Approximately 1 million Americans are living with Parkinson’s disease, a chronic and progressive movement disorder.

Symptoms, which vary by individual, typically worsen over time and may include:

-Slowness of movements

-Tightness/stiffness in the extremities and trunk

-Balance and walking difficulties

-Changes in posture

managing parkinsons disease

CAUSE:

Despite years of intensive research, the cause(s) are unknown. Genetic factors may play a role, and illness or environmental toxins may contribute.   New research has focused on studying the chemical or genetic trigger that starts the depletion and death of the dopamine neurons with hopes of developing treatments to stop or reverse the disease. Dopamine neurons function as a neurotransmitter – a chemical released by the nerve cells to send signals to the other nerve cells. Dysfuction in this system is associated with PD and can lead to impaired mobility and tremors.

 

TREATMENT AND MANAGEMENT:

Although there is no cure for Parkinson’s, treatment options to manage symptoms include medication, surgery and physical therapy.mptoms.

Meanwhile, the Parkinson’s Disease Foundation (LINK) offers these recommendations for managing the disease:

-Keep track of when you need your medications

-Exercise

-Eat properly

-Cope with symptoms and side effects

-Find a support network

-Stay independent

 

PHYSICAL THERAPY AND EXERCISE:

Mounting evidence suggests aerobic and learning-based exercises (given by a physical therapist) can help improve functional mobility in Parkinson’s patients.

Physical therapy that includes large amplitude rhythmic movements that challenge direction of movement as it relates to functional mobility tasks has been shown as an effective way to increase mobility independence.
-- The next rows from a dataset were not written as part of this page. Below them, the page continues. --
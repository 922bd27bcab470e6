//! Locates the alignment pattern nearest an estimated position: a smaller
//! dark:light:dark 1:1:1 concentric square, confirmed by a vertical
//! cross-check through the candidate center.

use crate::bitmatrix::BitMatrix;
use crate::error::{Error, Result};
use crate::geometry::ResultPoint;

#[derive(Clone, Copy, Debug)]
pub struct AlignmentPattern {
    pub location: ResultPoint,
    pub estimated_module_size: f32,
}

pub struct AlignmentPatternFinder<'a> {
    matrix: &'a BitMatrix,
    start_x: u32,
    start_y: u32,
    width: u32,
    height: u32,
    module_size: f32,
    possible_centers: Vec<(AlignmentPattern, u32)>,
}

impl<'a> AlignmentPatternFinder<'a> {
    pub fn new(
        matrix: &'a BitMatrix,
        start_x: u32,
        start_y: u32,
        width: u32,
        height: u32,
        module_size: f32,
    ) -> AlignmentPatternFinder<'a> {
        AlignmentPatternFinder {
            matrix,
            start_x,
            start_y,
            width,
            height,
            module_size,
            possible_centers: Vec::new(),
        }
    }

    pub fn find(&mut self) -> Result<AlignmentPattern> {
        let max_j = self.start_x + self.width;
        let middle_i = self.start_y + self.height / 2;

        for i_gen in 0..self.height {
            let i = self.start_y
                + if i_gen % 2 == 0 {
                    (i_gen + 1) / 2
                } else {
                    self.height - 1 - i_gen / 2
                };
            if i >= self.matrix.height() {
                continue;
            }
            let mut state_count = [0u32; 3];
            let mut j = self.start_x;
            while j < max_j && !self.matrix.get(j, i) {
                j += 1;
            }
            let mut current_state = 0usize;
            while j < max_j {
                if self.matrix.get(j, i) {
                    if current_state == 1 {
                        state_count[1] += 1;
                    } else {
                        state_count[current_state] += 1;
                    }
                } else {
                    if current_state == 1 {
                        current_state = 2;
                    }
                    state_count[current_state] += 1;
                }
                if current_state == 2 {
                    if Self::found_pattern_cross(&state_count) {
                        let center_j = Self::center_from_end(&state_count, j);
                        if let Some(center_i) = self.cross_check_vertical(i, center_j as u32, 2 * state_count[1]) {
                            let estimated_module_size =
                                (state_count[0] + state_count[1] + state_count[2]) as f32 / 3.0;
                            if let Some(found) =
                                self.handle_possible_center(estimated_module_size, center_i, center_j)
                            {
                                return Ok(found);
                            }
                        }
                    }
                    state_count = [state_count[2], 0, 0];
                    current_state = if self.matrix.get(j, i) { 0 } else { 1 };
                    if current_state == 0 {
                        state_count[0] = 1;
                    }
                } else if current_state < 2 && self.matrix.get(j, i) == (current_state == 1) {
                    current_state += 1;
                }
                j += 1;
            }
            let _ = middle_i;
        }

        if !self.possible_centers.is_empty() {
            return Ok(self.possible_centers[0].0);
        }
        Err(Error::not_found("alignment pattern not found"))
    }

    fn found_pattern_cross(state_count: &[u32; 3]) -> bool {
        if state_count[0] == 0 || state_count[1] == 0 || state_count[2] == 0 {
            return false;
        }
        let module_size = (state_count[0] + state_count[1] + state_count[2]) as f32 / 3.0;
        let max_variance = module_size / 2.0;
        (module_size - state_count[0] as f32).abs() < max_variance
            && (module_size - state_count[1] as f32).abs() < max_variance
            && (module_size - state_count[2] as f32).abs() < max_variance
    }

    fn center_from_end(state_count: &[u32; 3], end: u32) -> f32 {
        end as f32 - state_count[2] as f32 - state_count[1] as f32 / 2.0
    }

    fn cross_check_vertical(&self, start_row: u32, center_col: u32, max_count: u32) -> Option<f32> {
        let height = self.matrix.height();
        let mut state = [0u32; 3];
        let mut r = start_row;
        while r > 0 && self.matrix.get(center_col, r - 1) && state[1] < max_count {
            r -= 1;
            state[1] += 1;
        }
        if r == 0 {
            return None;
        }
        while r > 0 && !self.matrix.get(center_col, r - 1) && state[0] < max_count {
            r -= 1;
            state[0] += 1;
        }
        if state[0] >= max_count {
            return None;
        }

        let mut r2 = start_row + 1;
        while r2 < height && self.matrix.get(center_col, r2) && state[1] < max_count {
            r2 += 1;
            state[1] += 1;
        }
        if r2 == height || state[1] >= max_count {
            return None;
        }
        while r2 < height && !self.matrix.get(center_col, r2) && state[2] < max_count {
            r2 += 1;
            state[2] += 1;
        }
        if state[2] >= max_count {
            return None;
        }

        if 5 * (state[0] as i64 + state[1] as i64 + state[2] as i64 - max_count as i64).abs()
            >= 2 * max_count as i64
        {
            return None;
        }
        if Self::found_pattern_cross(&state) {
            Some(Self::center_from_end(&state, r2))
        } else {
            None
        }
    }

    fn handle_possible_center(
        &mut self,
        estimated_module_size: f32,
        i: f32,
        j: f32,
    ) -> Option<AlignmentPattern> {
        for (existing, count) in self.possible_centers.iter_mut() {
            if Self::about_equals(existing, estimated_module_size, i, j) {
                *existing = Self::combine(existing, *count, estimated_module_size, i, j);
                *count += 1;
                if *count >= 2 {
                    return Some(*existing);
                }
                return None;
            }
        }
        if (estimated_module_size - self.module_size).abs() <= 2.0 * self.module_size {
            self.possible_centers.push((
                AlignmentPattern {
                    location: ResultPoint::new(j, i),
                    estimated_module_size,
                },
                1,
            ));
        }
        None
    }

    fn about_equals(p: &AlignmentPattern, module_size: f32, i: f32, j: f32) -> bool {
        if (i - p.location.y).abs() <= module_size && (j - p.location.x).abs() <= module_size {
            let diff = (module_size - p.estimated_module_size).abs();
            diff <= 1.0 || diff <= p.estimated_module_size
        } else {
            false
        }
    }

    fn combine(p: &AlignmentPattern, count: u32, module_size: f32, i: f32, j: f32) -> AlignmentPattern {
        let n = count + 1;
        AlignmentPattern {
            location: ResultPoint::new(
                (count as f32 * p.location.x + j) / n as f32,
                (count as f32 * p.location.y + i) / n as f32,
            ),
            estimated_module_size: (count as f32 * p.estimated_module_size + module_size) / n as f32,
        }
    }
}

#[cfg(test)]
mod tests {
    use super::*;

    #[test]
    fn finds_synthetic_alignment_square() {
        let mut matrix = BitMatrix::square(60);
        for dy in -2i32..=2 {
            for dx in -2i32..=2 {
                let ring = dx.abs().max(dy.abs());
                if ring == 0 || ring == 2 {
                    matrix.set((30 + dx) as u32, (30 + dy) as u32);
                }
            }
        }
        let mut finder = AlignmentPatternFinder::new(&matrix, 20, 20, 20, 20, 1.0);
        let result = finder.find();
        assert!(result.is_ok());
        let pattern = result.unwrap();
        assert!((pattern.location.x - 30.0).abs() < 3.0);
        assert!((pattern.location.y - 30.0).abs() < 3.0);
    }
}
Physical therapy using postural re-education and center-of-gravity training techniques appear to be beneficial in the reduction of falls in both the general elderly population and those living with PD.

Other exercises that can improve cardiopulmonary function, balance, and movement include:

-Golf

-Tennis

-Tai chi

-Yoga

-Dancing

-Walking/marching

 

Choosing the right exercise program is will help maximize your return to independent mobility and minimize your risk of falls and injury. It is important to consult with your physical therapist and health care team to develop a program that is most suitable based on your impairments and current mobility level.

The right exercise program will challenge your motor planning, increase your heart rate, demand attention, and variably progress in difficulty over time.

Parkinson’s need not manage your life. Instead, patients can actively live with the disease by managing their medications and activities to promote a healthier lifestyle with safer mobility.